Exercise requirements:
Go through the records and report each line holding the string "divisor".

-------- Records supplied

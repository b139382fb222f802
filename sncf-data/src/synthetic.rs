//! Reproducible illustrative series derived from the monthly late rate.
//!
//! Neither series is measured anywhere. They exist so a dashboard can show
//! how a passenger sentiment score and a booking volume *might* move against
//! punctuality. Both are driven by a seeded [`SeriesRng`], so a given input
//! and seed always produce the same numbers.

use crate::monthly::MonthlyMetric;
use rand::{Rng, SeedableRng};
use rand_chacha::ChaCha8Rng;
use rand_distr::{Dirichlet, Distribution, Normal};
use std::fmt;

/// Default seed used when no explicit seed is provided.
pub const DEFAULT_SEED: u64 = 42;

/// Deterministic RNG handed to the generator.
pub struct SeriesRng(pub ChaCha8Rng);

impl Default for SeriesRng {
    fn default() -> Self {
        Self(ChaCha8Rng::seed_from_u64(DEFAULT_SEED))
    }
}

impl SeriesRng {
    pub fn from_seed_u64(seed: u64) -> Self {
        Self(ChaCha8Rng::seed_from_u64(seed))
    }
}

/// Shape of the synthetic series.
#[derive(Debug, Clone, PartialEq)]
pub struct SeriesParams {
    /// Sentiment when nothing is late
    pub sentiment_base: f64,
    /// Sentiment lost at the worst month
    pub sentiment_slope: f64,
    /// A uniform draw above this carries the previous month's sentiment forward
    pub lag_threshold: f64,
    pub sentiment_noise: f64,
    pub sentiment_bounds: (f64, f64),
    /// Bookings when nothing is late
    pub bookings_base: f64,
    /// Fraction of bookings lost at the worst month
    pub bookings_slope: f64,
    /// Concentration of the weights blending months i, i-1 and i-2
    pub blend_alpha: [f64; 3],
    pub bookings_noise: f64,
    pub bookings_bounds: (i64, i64),
}

impl Default for SeriesParams {
    fn default() -> Self {
        SeriesParams {
            sentiment_base: 0.35,
            sentiment_slope: 0.3,
            lag_threshold: 0.6,
            sentiment_noise: 0.15,
            sentiment_bounds: (-1.0, 1.0),
            bookings_base: 20_000.0,
            bookings_slope: 0.4,
            blend_alpha: [3.0, 4.0, 3.0],
            bookings_noise: 2_000.0,
            bookings_bounds: (5_000, 30_000),
        }
    }
}

#[derive(Debug)]
pub enum SeriesError {
    InvalidNoise(String),
    InvalidBlend(String),
}

impl fmt::Display for SeriesError {
    fn fmt(&self, f: &mut fmt::Formatter<'_>) -> fmt::Result {
        match self {
            SeriesError::InvalidNoise(e) => write!(f, "Invalid noise parameter: {e}"),
            SeriesError::InvalidBlend(e) => write!(f, "Invalid blend concentration: {e}"),
        }
    }
}

impl std::error::Error for SeriesError {}

/// Late rates scaled into [0, 1] by the largest one (or by 1 when all are 0).
pub fn normalized_late_rates(metrics: &[MonthlyMetric]) -> Vec<f64> {
    let max = metrics
        .iter()
        .map(|m| m.late_rate)
        .fold(0.0_f64, f64::max);
    let divisor = if max > 0.0 { max } else { 1.0 };
    metrics.iter().map(|m| m.late_rate / divisor).collect()
}

pub struct SyntheticGenerator {
    rng: SeriesRng,
    params: SeriesParams,
    sentiment_noise: Normal<f64>,
    bookings_noise: Normal<f64>,
    blend: Dirichlet<f64>,
}

impl SyntheticGenerator {
    pub fn new(rng: SeriesRng, params: SeriesParams) -> Result<Self, SeriesError> {
        // Normal::new only rejects a non-finite std dev.
        for (series, std_dev) in [
            ("sentiment", params.sentiment_noise),
            ("bookings", params.bookings_noise),
        ] {
            if !(std_dev >= 0.0) {
                return Err(SeriesError::InvalidNoise(format!(
                    "{series} std dev must be non-negative, got {std_dev}"
                )));
            }
        }
        let sentiment_noise = Normal::new(0.0, params.sentiment_noise)
            .map_err(|e| SeriesError::InvalidNoise(e.to_string()))?;
        let bookings_noise = Normal::new(0.0, params.bookings_noise)
            .map_err(|e| SeriesError::InvalidNoise(e.to_string()))?;
        let blend = Dirichlet::new(&params.blend_alpha)
            .map_err(|e| SeriesError::InvalidBlend(e.to_string()))?;
        Ok(SyntheticGenerator {
            rng,
            params,
            sentiment_noise,
            bookings_noise,
            blend,
        })
    }

    /// Generator with the default shape and the given seed.
    pub fn with_seed(seed: u64) -> Result<Self, SeriesError> {
        SyntheticGenerator::new(SeriesRng::from_seed_u64(seed), SeriesParams::default())
    }

    /// Sentiment before lag and noise: `base - slope * late_norm`.
    pub fn sentiment_baseline(&self, metrics: &[MonthlyMetric]) -> Vec<f64> {
        normalized_late_rates(metrics)
            .into_iter()
            .map(|norm| self.params.sentiment_base - self.params.sentiment_slope * norm)
            .collect()
    }

    /// Bookings before blending and noise: `base * (1 - slope * late_norm)`.
    pub fn bookings_baseline(&self, metrics: &[MonthlyMetric]) -> Vec<f64> {
        normalized_late_rates(metrics)
            .into_iter()
            .map(|norm| self.params.bookings_base * (1.0 - self.params.bookings_slope * norm))
            .collect()
    }

    /// Fill `sentiment_score` and `bookings` on monthly metrics.
    ///
    /// Draws happen in a fixed order: one lag draw per month, sentiment
    /// noise, blend weights for months 2.., then bookings noise. Empty input
    /// comes back untouched without consuming any randomness.
    pub fn apply(&mut self, mut metrics: Vec<MonthlyMetric>) -> Vec<MonthlyMetric> {
        if metrics.is_empty() {
            return metrics;
        }
        let sentiment = self.sentiment_series(&metrics);
        let bookings = self.bookings_series(&metrics);
        for ((metric, score), booked) in metrics.iter_mut().zip(sentiment).zip(bookings) {
            metric.sentiment_score = score;
            metric.bookings = booked;
        }
        metrics
    }

    fn sentiment_series(&mut self, metrics: &[MonthlyMetric]) -> Vec<f64> {
        let raw = self.sentiment_baseline(metrics);
        let rng = &mut self.rng.0;

        let lagged: Vec<f64> = (0..raw.len())
            .map(|i| {
                let draw: f64 = rng.gen();
                if i > 0 && draw > self.params.lag_threshold {
                    raw[i - 1]
                } else {
                    raw[i]
                }
            })
            .collect();

        let (low, high) = self.params.sentiment_bounds;
        lagged
            .into_iter()
            .map(|value| (value + self.sentiment_noise.sample(rng)).clamp(low, high))
            .collect()
    }

    fn bookings_series(&mut self, metrics: &[MonthlyMetric]) -> Vec<u32> {
        let raw = self.bookings_baseline(metrics);
        let rng = &mut self.rng.0;

        let mut blended = raw.clone();
        for i in 2..raw.len() {
            let w = self.blend.sample(rng);
            blended[i] = w[0] * raw[i] + w[1] * raw[i - 1] + w[2] * raw[i - 2];
        }

        let (low, high) = self.params.bookings_bounds;
        blended
            .into_iter()
            .map(|value| {
                let noisy = value + self.bookings_noise.sample(rng);
                (noisy as i64).clamp(low, high).max(0) as u32
            })
            .collect()
    }
}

----------------

Response for this exercise:
    let divisor = if max > 0.0 { max } else { 1.0 };
    metrics.iter().map(|m| m.late_rate / divisor).collect()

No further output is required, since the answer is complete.